Predicts response(s) for the provided sample(s)
[results,f] = model.predict(samples)
[...] = model.predict(..., 'OptionName', optionValue, ...)
Input
- samples Input row vectors (one or more) stored as rows of
a floating-point matrix.
Output
- results Output labels or regression values.
- f The same as the response of the first sample.
Options
- Flags The optional predict flags, model-dependent. For
convenience, you can set the individual flag options below,
instead of directly setting bits here. default 0
- RawOutput makes the method return the raw results (the
sum), not the class label. default false
- CompressedInput compressed data, containing only the
active samples/variables. default false
- PreprocessedInput This parameter is normally set to false,
implying a regular input.
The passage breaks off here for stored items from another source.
//! Per-item view state
//!
//! An item keeps the handles of the groups cached on its behalf, one per
//! layer it is drawn on. The handles belong to the engine the item's view
//! draws into; releasing the item deletes them there.

use std::ops::{BitOr, BitOrAssign};

use gal_core::{GroupContext, GroupId};
use smallvec::SmallVec;

use crate::layer::Layer;

/// What changed about an item since it was last cached
#[derive(Clone, Copy, Debug, Default, PartialEq, Eq)]
pub struct UpdateFlags(u8);

impl UpdateFlags {
    pub const NONE: UpdateFlags = UpdateFlags(0);
    /// Colors or visibility
    pub const APPEARANCE: UpdateFlags = UpdateFlags(0x1);
    /// Shape or position
    pub const GEOMETRY: UpdateFlags = UpdateFlags(0x2);
    pub const ALL: UpdateFlags = UpdateFlags(0xff);

    pub fn contains(self, other: UpdateFlags) -> bool {
        self.0 & other.0 == other.0
    }

    pub fn is_empty(self) -> bool {
        self.0 == 0
    }
}

impl BitOr for UpdateFlags {
    type Output = UpdateFlags;

    fn bitor(self, rhs: UpdateFlags) -> UpdateFlags {
        UpdateFlags(self.0 | rhs.0)
    }
}

impl BitOrAssign for UpdateFlags {
    fn bitor_assign(&mut self, rhs: UpdateFlags) {
        self.0 |= rhs.0;
    }
}

#[derive(Debug, Clone)]
pub struct ViewItem {
    visible: bool,
    groups: SmallVec<[(Layer, GroupId); 4]>,
    pending: UpdateFlags,
}

impl Default for ViewItem {
    fn default() -> Self {
        Self {
            visible: true,
            groups: SmallVec::new(),
            pending: UpdateFlags::NONE,
        }
    }
}

impl ViewItem {
    pub fn new() -> Self {
        Self::default()
    }

    pub fn is_visible(&self) -> bool {
        self.visible
    }

    pub fn set_visible(&mut self, visible: bool) {
        if self.visible != visible {
            self.visible = visible;
            self.pending |= UpdateFlags::APPEARANCE;
        }
    }

    /// Cached group for `layer`, if any
    pub fn group(&self, layer: Layer) -> Option<GroupId> {
        self.groups
            .iter()
            .find(|(l, _)| *l == layer)
            .map(|&(_, group)| group)
    }

    pub fn all_groups(&self) -> impl Iterator<Item = GroupId> + '_ {
        self.groups.iter().map(|&(_, group)| group)
    }

    /// Records the group cached for `layer`, replacing a previous one.
    ///
    /// Returns the replaced handle; the caller owns its deletion.
    pub fn set_group(&mut self, layer: Layer, group: GroupId) -> Option<GroupId> {
        match self.groups.iter_mut().find(|(l, _)| *l == layer) {
            Some(slot) => Some(std::mem::replace(&mut slot.1, group)),
            None => {
                self.groups.push((layer, group));
                None
            }
        }
    }

    pub fn stores_groups(&self) -> bool {
        !self.groups.is_empty()
    }

    /// Deletes every cached group from `ctx` and forgets the handles
    pub fn delete_groups<G>(&mut self, ctx: &mut G)
    where
        G: GroupContext + ?Sized,
    {
        for (layer, group) in self.groups.drain(..) {
            tracing::debug!(?layer, ?group, "dropping cached group");
            ctx.delete_group(group);
        }
    }

    /// Detaches the item from its view
    pub fn release<G>(&mut self, ctx: &mut G)
    where
        G: GroupContext + ?Sized,
    {
        self.delete_groups(ctx);
        self.pending = UpdateFlags::NONE;
    }

    /// Marks the item for re-tessellation at the next redraw
    pub fn mark_update(&mut self, flags: UpdateFlags) {
        self.pending |= flags;
    }

    pub fn pending_update(&self) -> UpdateFlags {
        self.pending
    }

    pub fn take_update(&mut self) -> UpdateFlags {
        std::mem::take(&mut self.pending)
    }
}
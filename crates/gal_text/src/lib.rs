//! Stroke font text rendering
//!
//! This crate provides:
//! - The embedded single-stroke glyph table and its parser
//! - Text attributes (size, justification, bold/italic/mirrored)
//! - String metrics computed without drawing
//! - Text drawing onto any [`gal_core::DrawContext`]

pub mod attributes;
pub mod font_data;
pub mod glyph;
pub mod stroke_font;

pub use attributes::{HorizontalJustify, TextAttributes, VerticalJustify};
pub use glyph::{Glyph, GlyphTable};
pub use stroke_font::{StringExtents, StrokeFont};

use thiserror::Error;

/// Glyph table loading errors
#[derive(Error, Debug, Clone, PartialEq)]
pub enum FontError {
    #[error("glyph {glyph} has no advance bounds")]
    MissingBounds { glyph: usize },

    #[error("glyph {glyph} has an unpaired coordinate")]
    OddCoordinateCount { glyph: usize },

    #[error("font table is empty")]
    EmptyTable,
}

pub type Result<T> = std::result::Result<T, FontError>;
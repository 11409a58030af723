//! Sample-rate conversion between the engine's internal rate and the device rate.
//!
//! | Type | Quality | CPU Cost |
//! |---|---|---|
//! | [`ResamplerLinear`] | Okay (fast path) | Very low |

pub mod generator;
pub mod linear;

pub use generator::{Fallible, SampleGenerator, StereoPair};
pub use linear::ResamplerLinear;
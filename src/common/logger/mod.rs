use std::{
    fs::{self, OpenOptions},
    path::Path,
    sync::Mutex,
};

use tracing_subscriber::{EnvFilter, fmt, prelude::*};

pub mod formatter;

pub use formatter::*;

use crate::configs::{Config, LoggingConfig};

/// Build the `EnvFilter` directive string; `log` crate noise is capped at error.
pub fn filter_directives(logging: Option<&LoggingConfig>) -> String {
    let level = logging
        .and_then(|l| l.level.as_deref())
        .unwrap_or("info");
    let filters = logging.and_then(|l| l.filters.as_deref()).unwrap_or("");

    if filters.is_empty() {
        format!("{},log=error", level)
    } else {
        format!("{},log=error,{}", level, filters)
    }
}

/// Install the global subscriber. `RUST_LOG` takes precedence over the config.
pub fn init(config: &Config) {
    let logging = config.logging.as_ref();
    let env_filter = EnvFilter::try_from_default_env()
        .unwrap_or_else(|_| EnvFilter::new(filter_directives(logging)));

    let stdout_layer = fmt::layer()
        .event_format(EngineFormatter::new(true))
        .with_ansi(true);

    let file_layer = logging.and_then(|l| l.file.as_ref()).and_then(|file| {
        if let Some(parent) = Path::new(&file.path).parent() {
            if let Err(e) = fs::create_dir_all(parent) {
                eprintln!("Failed to create log directory: {}", e);
            }
        }

        match OpenOptions::new().create(true).append(true).open(&file.path) {
            Ok(f) => Some(
                fmt::layer()
                    .with_writer(Mutex::new(f))
                    .event_format(EngineFormatter::new(false))
                    .with_ansi(false),
            ),
            Err(e) => {
                eprintln!("Failed to open log file {}: {}", file.path, e);
                None
            }
        }
    });

    let _ = tracing_subscriber::registry()
        .with(env_filter)
        .with(stdout_layer)
        .with(file_layer)
        .try_init();
}

#[cfg(test)]
mod tests {
    use super::*;

    #[test]
    fn default_directives() {
        assert_eq!(filter_directives(None), "info,log=error");
    }

    #[test]
    fn configured_directives() {
        let logging = LoggingConfig {
            level: Some("debug".into()),
            filters: Some("clinttools_engine::project=trace".into()),
            file: None,
        };
        assert_eq!(
            filter_directives(Some(&logging)),
            "debug,log=error,clinttools_engine::project=trace"
        );
    }
}
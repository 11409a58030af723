pub mod base;
pub mod engine;
pub mod logging;
pub mod project;

pub use base::*;
pub use engine::*;
pub use logging::*;
pub use project::*;
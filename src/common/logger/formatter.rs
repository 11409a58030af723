use core::fmt as core_fmt;

use tracing::{Event, Level, Subscriber};
use tracing_subscriber::{
    fmt::{
        self, FmtContext,
        format::{FormatEvent, FormatFields},
    },
    registry::LookupSpan,
};

const RESET: &str = "\x1b[0m";
const BOLD: &str = "\x1b[1m";
const DIM: &str = "\x1b[2m";

fn level_color(level: &Level) -> &'static str {
    match *level {
        Level::ERROR => "\x1b[31m",
        Level::WARN => "\x1b[33m",
        Level::INFO => "\x1b[32m",
        Level::DEBUG => "\x1b[34m",
        Level::TRACE => "\x1b[35m",
    }
}

/// `[timestamp] LEVEL thread target:line > message`
pub struct EngineFormatter {
    use_ansi: bool,
}

impl EngineFormatter {
    pub fn new(use_ansi: bool) -> Self {
        Self { use_ansi }
    }

    fn paint(&self, code: &'static str) -> &'static str {
        if self.use_ansi { code } else { "" }
    }
}

impl<S, N> FormatEvent<S, N> for EngineFormatter
where
    S: Subscriber + for<'a> LookupSpan<'a>,
    N: for<'a> FormatFields<'a> + 'static,
{
    fn format_event(
        &self,
        ctx: &FmtContext<'_, S, N>,
        mut writer: fmt::format::Writer<'_>,
        event: &Event<'_>,
    ) -> core_fmt::Result {
        let reset = self.paint(RESET);
        let dim = self.paint(DIM);

        let format = time::macros::format_description!(
            "[year]-[month]-[day] [hour]:[minute]:[second].[subsecond digits:3]"
        );
        let now =
            time::OffsetDateTime::now_local().unwrap_or_else(|_| time::OffsetDateTime::now_utc());
        let timestamp = now
            .format(&format)
            .unwrap_or_else(|_| "Unknown Time".to_string());
        write!(writer, "{}[{}]{} ", dim, timestamp, reset)?;

        let metadata = event.metadata();
        let level = metadata.level();
        write!(
            writer,
            "{}{}{: <5}{} ",
            self.paint(level_color(level)),
            self.paint(BOLD),
            level.as_str(),
            reset
        )?;

        // audio and loader threads are named by the host
        let thread = std::thread::current();
        write!(writer, "{} ", thread.name().unwrap_or("-"))?;

        let line = metadata
            .line()
            .map(|l| l.to_string())
            .unwrap_or_else(|| "??".to_string());
        write!(writer, "{}{}:{}{} > ", dim, metadata.target(), line, reset)?;

        ctx.format_fields(writer.by_ref(), event)?;

        write!(writer, "{}", reset)?;
        writeln!(writer)
    }
}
If it is true, the method assumes
that all the values of the discrete input variables have been
already normalized to 0..NCategories ranges since the decision
tree uses such normalized representation internally. It is
useful for faster prediction with tree ensembles. For ordered
input variables, the flag is not used. Default false
- PredictAuto Setting this to true, overrides all of the
other
Predict*
flags. It automatically chooses between
PredictSum
and PredictMaxVote
(if the model is a regressor
or the number of classes are 2 with RawOutput
set then it
picks PredictSum
, otherwise it picks PredictMaxVote
by
default). default true
- PredictSum If true then return sum of votes instead of the
class label. default false
- PredictMaxVote If true then return the class label with
the max vote. default false
The method runs the sample through the trees in the ensemble and
returns the output class label based on the weighted voting.